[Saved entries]

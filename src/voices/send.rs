use crate::dsp::{ReverbEffect, ReverbSettings};
use crate::synth::source::SignalSource;

/// A source whose output runs through its own [`ReverbEffect`].
///
/// The send owns the reverb exclusively, so no locking is needed in the
/// render path. After the inner source finishes, the send keeps rendering
/// silence through the effect until the tail has decayed, then reports
/// done - retiring at the instant the dry signal ends would cut the
/// reverb off with an audible click.
pub struct ReverbSend {
    inner: Box<dyn SignalSource>,
    reverb: ReverbEffect,
    velocity_norm: f32,
    tail_remaining: u64,
    done: bool,
}

impl ReverbSend {
    pub fn new(
        inner: impl SignalSource + 'static,
        settings: ReverbSettings,
        sample_rate: f32,
        velocity_norm: f32,
    ) -> Self {
        let reverb = ReverbEffect::new(settings, sample_rate);
        Self {
            tail_remaining: reverb.tail_samples(),
            inner: Box::new(inner),
            reverb,
            velocity_norm: velocity_norm.clamp(0.0, 1.0),
            done: false,
        }
    }

    /// Reuse this send for a new note: swap the dry source, reset the
    /// reverb state, rearm the tail counter. Keeps the filter buffers
    /// allocated, so recycling a voice costs no heap work.
    pub fn rearm(&mut self, inner: impl SignalSource + 'static, velocity_norm: f32) {
        self.inner = Box::new(inner);
        self.reverb.reset();
        self.velocity_norm = velocity_norm.clamp(0.0, 1.0);
        self.tail_remaining = self.reverb.tail_samples();
        self.done = false;
    }
}

impl SignalSource for ReverbSend {
    fn render(&mut self, out: &mut [f32], offset: usize, count: usize) -> usize {
        if self.done {
            return 0;
        }

        // Dry pass first; frames past the inner source's end are silence
        // that still has to flow through the reverb to flush the tail
        let written = self.inner.render(out, offset, count);
        out[offset + written..offset + count].fill(0.0);
        self.reverb
            .render(&mut out[offset..offset + count], self.velocity_norm);

        if self.inner.is_done() {
            self.tail_remaining = self.tail_remaining.saturating_sub((count - written) as u64);
            if self.tail_remaining == 0 {
                self.done = true;
            }
        }
        count
    }

    fn is_done(&self) -> bool {
        self.done
    }
}
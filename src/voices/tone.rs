use std::f32::consts::TAU;

use crate::synth::note::NoteExpression;
use crate::synth::source::SignalSource;
use crate::voices::NoteGate;

/// A sine voice at the note's pitch, scaled by velocity, gated over the
/// note's duration.
///
/// The pure tone makes it the reference voice for the scheduling tests and
/// a clean carrier for effect sends.
pub struct ToneVoice {
    phase: f32,
    phase_increment: f32,
    amplitude: f32,
    gate: NoteGate,
    done: bool,
}

impl ToneVoice {
    pub fn new(note: &NoteExpression, sample_rate: f32) -> Self {
        Self {
            phase: 0.0,
            phase_increment: TAU * note.frequency() / sample_rate.max(1.0),
            amplitude: note.velocity_norm(),
            gate: NoteGate::new(note.duration_samples, sample_rate),
            done: note.duration_samples == 0,
        }
    }
}

impl SignalSource for ToneVoice {
    fn render(&mut self, out: &mut [f32], offset: usize, count: usize) -> usize {
        if self.done {
            return 0;
        }

        let frames = count.min(self.gate.remaining() as usize);
        for sample in &mut out[offset..offset + frames] {
            *sample = self.phase.sin() * self.amplitude * self.gate.next_gain();
            self.phase += self.phase_increment;
            if self.phase >= TAU {
                self.phase -= TAU;
            }
        }

        if self.gate.finished() {
            self.done = true;
        }
        frames
    }

    fn is_done(&self) -> bool {
        self.done
    }
}

#[cfg(test)]
mod tests {
    use super::*;

    const SAMPLE_RATE: f32 = 48_000.0;

    #[test]
    fn renders_the_note_frequency() {
        // A4: one full cycle every sample_rate / 440 samples
        let note = NoteExpression::new(69, 0, 48_000, 127);
        let mut voice = ToneVoice::new(&note, SAMPLE_RATE);

        let mut buffer = vec![0.0; 4_096];
        voice.render(&mut buffer, 0, 4_096);

        // Count zero crossings after the attack ramp; 440 Hz gives one
        // crossing every ~54.5 samples
        let crossings = buffer[512..]
            .windows(2)
            .filter(|w| (w[0] >= 0.0) != (w[1] >= 0.0))
            .count();
        let expected = (2.0 * 440.0 * (4_096.0 - 512.0) / SAMPLE_RATE) as usize;
        assert!(
            crossings.abs_diff(expected) <= 2,
            "expected ~{} crossings, got {}",
            expected,
            crossings
        );
    }

    #[test]
    fn velocity_scales_amplitude() {
        let loud = NoteExpression::new(60, 0, 48_000, 127);
        let soft = NoteExpression::new(60, 0, 48_000, 64);
        let mut loud_voice = ToneVoice::new(&loud, SAMPLE_RATE);
        let mut soft_voice = ToneVoice::new(&soft, SAMPLE_RATE);

        let mut a = vec![0.0; 2_048];
        let mut b = vec![0.0; 2_048];
        loud_voice.render(&mut a, 0, 2_048);
        soft_voice.render(&mut b, 0, 2_048);

        let peak = |buf: &[f32]| buf.iter().fold(0.0f32, |m, &x| m.max(x.abs()));
        let ratio = peak(&b) / peak(&a);
        assert!(
            (ratio - 64.0 / 127.0).abs() < 0.02,
            "expected amplitude ratio ~0.5, got {}",
            ratio
        );
    }

    #[test]
    fn finishes_after_its_duration() {
        let note = NoteExpression::new(60, 0, 100, 100);
        let mut voice = ToneVoice::new(&note, SAMPLE_RATE);
        let mut buffer = vec![0.0; 256];

        let written = voice.render(&mut buffer, 0, 256);
        assert_eq!(written, 100);
        assert!(voice.is_done());

        // Safe to call after done: writes nothing, returns 0
        buffer.fill(7.0);
        assert_eq!(voice.render(&mut buffer, 0, 256), 0);
        assert!(buffer.iter().all(|&s| s == 7.0));
    }

    #[test]
    fn respects_the_offset_window() {
        let note = NoteExpression::new(60, 0, 1_000, 100);
        let mut voice = ToneVoice::new(&note, SAMPLE_RATE);

        let mut buffer = vec![9.0; 96];
        voice.render(&mut buffer, 32, 32);

        assert!(buffer[..32].iter().all(|&s| s == 9.0));
        assert!(buffer[64..].iter().all(|&s| s == 9.0));
    }
}
//! Scheduled Note Lifecycle
//!
//! ```text
//! Pending ──(cursor reaches start)──→ Active ──(voice done)──→ Done
//!    │                                  │
//!    └──────────(cancel)──→ Cancelled ←─┘
//! ```
//!
//! # Cancellation
//!
//! Cancellation is cooperative polling, not preemption. The flag lives in
//! an atomic shared between a `NoteHandle` (any thread) and the mixer
//! (audio thread). The mixer checks it once per tick BEFORE rendering, so a
//! cancel observed before that tick's render guarantees the voice
//! contributes no further samples - a cancel racing with activation always
//! wins if it lands first. Cancelling twice, or after the note finished, is
//! a no-op.
//!
//! Writers use release ordering, the audio thread reads with acquire.

use std::sync::atomic::{AtomicU8, Ordering};
use std::sync::Arc;

use crate::synth::note::NoteExpression;
use crate::synth::source::SignalSource;

const PENDING: u8 = 0;
const ACTIVE: u8 = 1;
const CANCELLED: u8 = 2;
const DONE: u8 = 3;

#[derive(Debug, Clone, Copy, PartialEq, Eq)]
pub enum NoteState {
    Pending,
    Active,
    Cancelled,
    Done,
}

fn decode(raw: u8) -> NoteState {
    match raw {
        PENDING => NoteState::Pending,
        ACTIVE => NoteState::Active,
        CANCELLED => NoteState::Cancelled,
        _ => NoteState::Done,
    }
}

/// Cancellation handle for a scheduled note. Cheap to clone, safe to use
/// from any thread while the mixer renders.
#[derive(Debug, Clone)]
pub struct NoteHandle {
    state: Arc<AtomicU8>,
}

impl NoteHandle {
    /// Request cancellation. Idempotent; a note that already finished
    /// stays `Done`.
    pub fn cancel(&self) {
        let _ = self
            .state
            .fetch_update(Ordering::AcqRel, Ordering::Acquire, |raw| match raw {
                PENDING | ACTIVE => Some(CANCELLED),
                _ => None,
            });
    }

    pub fn state(&self) -> NoteState {
        decode(self.state.load(Ordering::Acquire))
    }

    pub fn is_cancelled(&self) -> bool {
        self.state() == NoteState::Cancelled
    }

    pub fn is_done(&self) -> bool {
        self.state() == NoteState::Done
    }
}

/// A note bound to the voice that will play it.
///
/// The voice is exclusively owned by the event until the mixer retires it;
/// scheduling moves the event into the mixer, so the same event cannot be
/// inserted twice.
pub struct ScheduledNote {
    note: NoteExpression,
    voice: Box<dyn SignalSource>,
    state: Arc<AtomicU8>,
}

impl ScheduledNote {
    pub fn new(note: NoteExpression, voice: impl SignalSource + 'static) -> Self {
        Self::from_boxed(note, Box::new(voice))
    }

    pub fn from_boxed(note: NoteExpression, voice: Box<dyn SignalSource>) -> Self {
        Self {
            note,
            voice,
            state: Arc::new(AtomicU8::new(PENDING)),
        }
    }

    pub fn note(&self) -> &NoteExpression {
        &self.note
    }

    /// Get a cancellation handle. Call before handing the event to the
    /// mixer (scheduling consumes the event).
    pub fn handle(&self) -> NoteHandle {
        NoteHandle {
            state: Arc::clone(&self.state),
        }
    }

    pub fn state(&self) -> NoteState {
        decode(self.state.load(Ordering::Acquire))
    }

    pub(crate) fn is_cancelled(&self) -> bool {
        self.state() == NoteState::Cancelled
    }

    /// Pending → Active. Loses quietly to a concurrent cancel.
    pub(crate) fn activate(&self) {
        let _ = self.state.compare_exchange(
            PENDING,
            ACTIVE,
            Ordering::AcqRel,
            Ordering::Acquire,
        );
    }

    /// Active → Done, once the voice reports exhaustion.
    pub(crate) fn finish(&self) {
        let _ = self.state.compare_exchange(
            ACTIVE,
            DONE,
            Ordering::AcqRel,
            Ordering::Acquire,
        );
    }

    pub(crate) fn voice_mut(&mut self) -> &mut dyn SignalSource {
        &mut *self.voice
    }

    pub(crate) fn voice(&self) -> &dyn SignalSource {
        &*self.voice
    }
}
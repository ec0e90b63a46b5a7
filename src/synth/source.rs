/// Render contract for anything that produces audio: note voices, noise
/// generators, effect-wrapped chains.
///
/// Implementations mutate only their own internal state (oscillator phase,
/// envelope position, delay-line contents) and must never panic in the
/// steady-state render path; an internal fault should surface as
/// `is_done() == true` so the mixer can retire the voice silently.
pub trait SignalSource: Send {
    /// Write up to `count` frames into `out[offset..offset + count]` and
    /// return the number of frames actually written. Nothing outside that
    /// range may be touched.
    ///
    /// Safe to call after `is_done()` turns true: writes nothing, returns 0.
    fn render(&mut self, out: &mut [f32], offset: usize, count: usize) -> usize;

    /// True once the source has no more signal to produce.
    fn is_done(&self) -> bool;
}

/// Allow boxed sources to be used as sources (for dynamic dispatch).
impl SignalSource for Box<dyn SignalSource> {
    fn render(&mut self, out: &mut [f32], offset: usize, count: usize) -> usize {
        (**self).render(out, offset, count)
    }

    fn is_done(&self) -> bool {
        (**self).is_done()
    }
}
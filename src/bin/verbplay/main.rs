//! verbplay - schedule a short phrase and play it through the reverb.
//!
//! Run with: cargo run --bin verbplay
//!
//! Demonstrates the intended threading split: the cpal callback owns the
//! mixer and pulls blocks on the audio thread, while the main thread keeps
//! only cancellation handles and uses one to drop a note mid-phrase.

use std::time::Duration;

use color_eyre::eyre::eyre;
use cpal::traits::{DeviceTrait, HostTrait, StreamTrait};

use tailverb::dsp::{MixCurve, ReverbSettings};
use tailverb::synth::{NoteExpression, ScheduledMixer, ScheduledNote};
use tailverb::voices::{NoiseVoice, ReverbSend, ToneVoice};
use tailverb::MAX_BLOCK_SIZE;

fn main() -> color_eyre::Result<()> {
    color_eyre::install()?;

    let host = cpal::default_host();
    let device = host
        .default_output_device()
        .ok_or_else(|| eyre!("no audio output device available"))?;
    let config = device.default_output_config()?;
    if config.sample_format() != cpal::SampleFormat::F32 {
        return Err(eyre!(
            "unsupported sample format {:?} (expected f32)",
            config.sample_format()
        ));
    }
    let sample_rate = config.sample_rate().0 as f32;
    let channels = config.channels() as usize;

    let reverb = ReverbSettings {
        wet: 0.4,
        dry: 0.6,
        velocity_affects_mix: true,
        mix_velocity_curve: MixCurve::EaseOut,
        enable_modulation: true,
        ..Default::default()
    };

    let bpm = 96.0;
    let phrase: [(u8, f64, f64, u8); 4] = [
        (60, 0.0, 1.5, 110), // C4
        (64, 2.0, 1.5, 96),  // E4
        (67, 4.0, 1.5, 84),  // G4
        (72, 6.0, 2.5, 120), // C5, cancelled below before it plays
    ];

    let mut mixer = ScheduledMixer::new();
    let mut handles = Vec::new();
    for &(pitch, start, length, velocity) in &phrase {
        let note = NoteExpression::from_beats(pitch, start, length, velocity, bpm, sample_rate);
        let voice = ReverbSend::new(
            ToneVoice::new(&note, sample_rate),
            reverb,
            sample_rate,
            note.velocity_norm(),
        );
        handles.push(mixer.schedule(ScheduledNote::new(note, voice)));
    }

    // A noise hit on the off-beat, dry
    let hit = NoteExpression::from_beats(40, 1.0, 0.25, 90, bpm, sample_rate);
    mixer.schedule(ScheduledNote::new(hit, NoiseVoice::new(&hit, sample_rate)));

    let mut mono = vec![0.0f32; MAX_BLOCK_SIZE];
    let stream = device.build_output_stream(
        &config.into(),
        move |data: &mut [f32], _: &cpal::OutputCallbackInfo| {
            for chunk in data.chunks_mut(MAX_BLOCK_SIZE * channels) {
                let frames = chunk.len() / channels;
                mixer.read(&mut mono, 0, frames);
                for (frame, &sample) in chunk.chunks_mut(channels).zip(&mono) {
                    frame.fill(sample);
                }
            }
        },
        |err| eprintln!("stream error: {err}"),
        None,
    )?;
    stream.play()?;

    println!("playing at {} Hz, {} channel(s)...", sample_rate, channels);

    // The last note starts at beat 6 (~3.75s at 96 BPM); cancelling at 3s
    // exercises the pending -> cancelled path from outside the audio thread
    std::thread::sleep(Duration::from_secs(3));
    if let Some(last) = handles.last() {
        last.cancel();
        println!("cancelled the final note before it started");
    }
    std::thread::sleep(Duration::from_secs(4));

    Ok(())
}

__Exercise details__. State how many lines of the entries above include the word "usize", offering no text other than the number.

__Response area__. 7